Collected data:
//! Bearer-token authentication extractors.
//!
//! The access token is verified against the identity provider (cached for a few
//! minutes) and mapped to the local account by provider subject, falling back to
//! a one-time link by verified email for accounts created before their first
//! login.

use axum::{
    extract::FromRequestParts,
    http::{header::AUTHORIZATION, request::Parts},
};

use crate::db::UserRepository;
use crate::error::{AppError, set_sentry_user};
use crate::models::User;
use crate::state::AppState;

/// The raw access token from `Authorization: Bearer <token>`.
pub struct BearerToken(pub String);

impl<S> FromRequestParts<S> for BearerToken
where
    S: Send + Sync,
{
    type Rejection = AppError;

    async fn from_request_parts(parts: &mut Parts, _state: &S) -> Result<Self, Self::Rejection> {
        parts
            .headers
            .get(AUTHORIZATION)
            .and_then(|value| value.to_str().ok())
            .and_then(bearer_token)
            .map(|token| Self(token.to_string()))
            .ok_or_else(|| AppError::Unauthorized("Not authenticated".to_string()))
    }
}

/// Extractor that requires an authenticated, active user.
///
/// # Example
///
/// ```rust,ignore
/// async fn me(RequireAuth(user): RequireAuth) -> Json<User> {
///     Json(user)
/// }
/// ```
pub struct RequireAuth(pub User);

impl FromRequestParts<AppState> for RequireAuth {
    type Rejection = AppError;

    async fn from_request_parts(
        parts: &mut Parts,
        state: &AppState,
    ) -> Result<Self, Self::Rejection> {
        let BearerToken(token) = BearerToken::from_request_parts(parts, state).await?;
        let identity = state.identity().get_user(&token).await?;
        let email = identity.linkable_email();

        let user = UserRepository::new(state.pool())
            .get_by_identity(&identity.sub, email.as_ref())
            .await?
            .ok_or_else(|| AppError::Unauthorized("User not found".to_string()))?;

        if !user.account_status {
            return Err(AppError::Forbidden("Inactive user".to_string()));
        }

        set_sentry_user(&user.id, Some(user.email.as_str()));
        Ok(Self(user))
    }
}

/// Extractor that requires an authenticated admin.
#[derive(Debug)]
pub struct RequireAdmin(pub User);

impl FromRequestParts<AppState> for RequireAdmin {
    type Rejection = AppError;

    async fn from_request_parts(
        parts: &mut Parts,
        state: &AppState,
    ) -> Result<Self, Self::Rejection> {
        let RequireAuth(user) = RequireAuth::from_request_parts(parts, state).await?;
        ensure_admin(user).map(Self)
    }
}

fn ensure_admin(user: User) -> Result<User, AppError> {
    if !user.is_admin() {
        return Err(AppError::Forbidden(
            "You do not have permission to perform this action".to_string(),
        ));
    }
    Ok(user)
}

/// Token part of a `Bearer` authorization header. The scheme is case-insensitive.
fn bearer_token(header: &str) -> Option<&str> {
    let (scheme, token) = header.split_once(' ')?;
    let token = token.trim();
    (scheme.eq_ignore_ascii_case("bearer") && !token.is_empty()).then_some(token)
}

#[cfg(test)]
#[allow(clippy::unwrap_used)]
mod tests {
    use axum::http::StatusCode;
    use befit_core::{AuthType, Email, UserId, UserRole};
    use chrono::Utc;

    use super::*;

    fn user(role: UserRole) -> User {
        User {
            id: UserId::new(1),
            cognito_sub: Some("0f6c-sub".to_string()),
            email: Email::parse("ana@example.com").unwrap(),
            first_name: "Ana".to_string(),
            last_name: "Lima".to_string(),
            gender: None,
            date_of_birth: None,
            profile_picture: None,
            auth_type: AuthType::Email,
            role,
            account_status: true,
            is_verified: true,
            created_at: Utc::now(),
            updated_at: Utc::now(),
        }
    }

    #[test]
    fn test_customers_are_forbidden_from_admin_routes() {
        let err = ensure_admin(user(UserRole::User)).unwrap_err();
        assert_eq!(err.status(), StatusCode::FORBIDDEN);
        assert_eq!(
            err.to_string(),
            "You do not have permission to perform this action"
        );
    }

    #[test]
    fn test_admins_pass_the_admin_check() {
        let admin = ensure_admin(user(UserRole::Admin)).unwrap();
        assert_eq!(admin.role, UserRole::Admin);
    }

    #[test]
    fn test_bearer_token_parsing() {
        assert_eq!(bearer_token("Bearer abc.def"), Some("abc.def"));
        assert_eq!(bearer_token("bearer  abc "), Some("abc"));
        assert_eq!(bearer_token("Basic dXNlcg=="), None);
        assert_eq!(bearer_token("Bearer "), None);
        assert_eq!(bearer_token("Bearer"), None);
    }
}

ASSIGNMENT - Retype every entry above, word for word.

TASK RESPONSE -
//! Bearer-token authentication extractors.
//!
//! The access token is verified against the identity provider (cached for a few
//! minutes) and mapped to the local account by provider subject, falling back to
//! a one-time link by verified email for accounts created before their first
//! login.

use axum::{
    extract::FromRequestParts,
    http::{header::AUTHORIZATION, request::Parts},
};

use crate::db::UserRepository;
use crate::error::{AppError, set_sentry_user};
use crate::models::User;
use crate::state::AppState;

/// The raw access token from `Authorization: Bearer <token>`.
pub struct BearerToken(pub String);

impl<S> FromRequestParts<S> for BearerToken
where
    S: Send + Sync,
{
    type Rejection = AppError;

    async fn from_request_parts(parts: &mut Parts, _state: &S) -> Result<Self, Self::Rejection> {
        parts
            .headers
            .get(AUTHORIZATION)
            .and_then(|value| value.to_str().ok())
            .and_then(bearer_token)
            .map(|token| Self(token.to_string()))
            .ok_or_else(|| AppError::Unauthorized("Not authenticated".to_string()))
    }
}

/// Extractor that requires an authenticated, active user.
///
/// # Example
///
/// ```rust,ignore
/// async fn me(RequireAuth(user): RequireAuth) -> Json<User> {
///     Json(user)
/// }
/// ```
pub struct RequireAuth(pub User);

impl FromRequestParts<AppState> for RequireAuth {
    type Rejection = AppError;

    async fn from_request_parts(
        parts: &mut Parts,
        state: &AppState,
    ) -> Result<Self, Self::Rejection> {
        let BearerToken(token) = BearerToken::from_request_parts(parts, state).await?;
        let identity = state.identity().get_user(&token).await?;
        let email = identity.linkable_email();

        let user = UserRepository::new(state.pool())
            .get_by_identity(&identity.sub, email.as_ref())
            .await?
            .ok_or_else(|| AppError::Unauthorized("User not found".to_string()))?;

        if !user.account_status {
            return Err(AppError::Forbidden("Inactive user".to_string()));
        }

        set_sentry_user(&user.id, Some(user.email.as_str()));
        Ok(Self(user))
    }
}

/// Extractor that requires an authenticated admin.
#[derive(Debug)]
pub struct RequireAdmin(pub User);

impl FromRequestParts<AppState> for RequireAdmin {
    type Rejection = AppError;

    async fn from_request_parts(
        parts: &mut Parts,
        state: &AppState,
    ) -> Result<Self, Self::Rejection> {
        let RequireAuth(user) = RequireAuth::from_request_parts(parts, state).await?;
        ensure_admin(user).map(Self)
    }
}

fn ensure_admin(user: User) -> Result<User, AppError> {
    if !user.is_admin() {
        return Err(AppError::Forbidden(
            "You do not have permission to perform this action".to_string(),
        ));
    }
    Ok(user)
}

/// Token part of a `Bearer` authorization header. The scheme is case-insensitive.
fn bearer_token(header: &str) -> Option<&str> {
    let (scheme, token) = header.split_once(' ')?;
    let token = token.trim();
    (scheme.eq_ignore_ascii_case("bearer") && !token.is_empty()).then_some(token)
}

#[cfg(test)]
#[allow(clippy::unwrap_used)]
mod tests {
    use axum::http::StatusCode;
    use befit_core::{AuthType, Email, UserId, UserRole};
    use chrono::Utc;

    use super::*;

    fn user(role: UserRole) -> User {
        User {
            id: UserId::new(1),
            cognito_sub: Some("0f6c-sub".to_string()),
            email: Email::parse("ana@example.com").unwrap(),
            first_name: "Ana".to_string(),
            last_name: "Lima".to_string(),
            gender: None,
            date_of_birth: None,
            profile_picture: None,
            auth_type: AuthType::Email,
            role,
            account_status: true,
            is_verified: true,
            created_at: Utc::now(),
            updated_at: Utc::now(),
        }
    }

    #[test]
    fn test_customers_are_forbidden_from_admin_routes() {
        let err = ensure_admin(user(UserRole::User)).unwrap_err();
        assert_eq!(err.status(), StatusCode::FORBIDDEN);
        assert_eq!(
            err.to_string(),
            "You do not have permission to perform this action"
        );
    }

    #[test]
    fn test_admins_pass_the_admin_check() {
        let admin = ensure_admin(user(UserRole::Admin)).unwrap();
        assert_eq!(admin.role, UserRole::Admin);
    }

    #[test]
    fn test_bearer_token_parsing() {
        assert_eq!(bearer_token("Bearer abc.def"), Some("abc.def"));
        assert_eq!(bearer_token("bearer  abc "), Some("abc"));
        assert_eq!(bearer_token("Basic dXNlcg=="), None);
        assert_eq!(bearer_token("Bearer "), None);
        assert_eq!(bearer_token("Bearer"), None);
    }
}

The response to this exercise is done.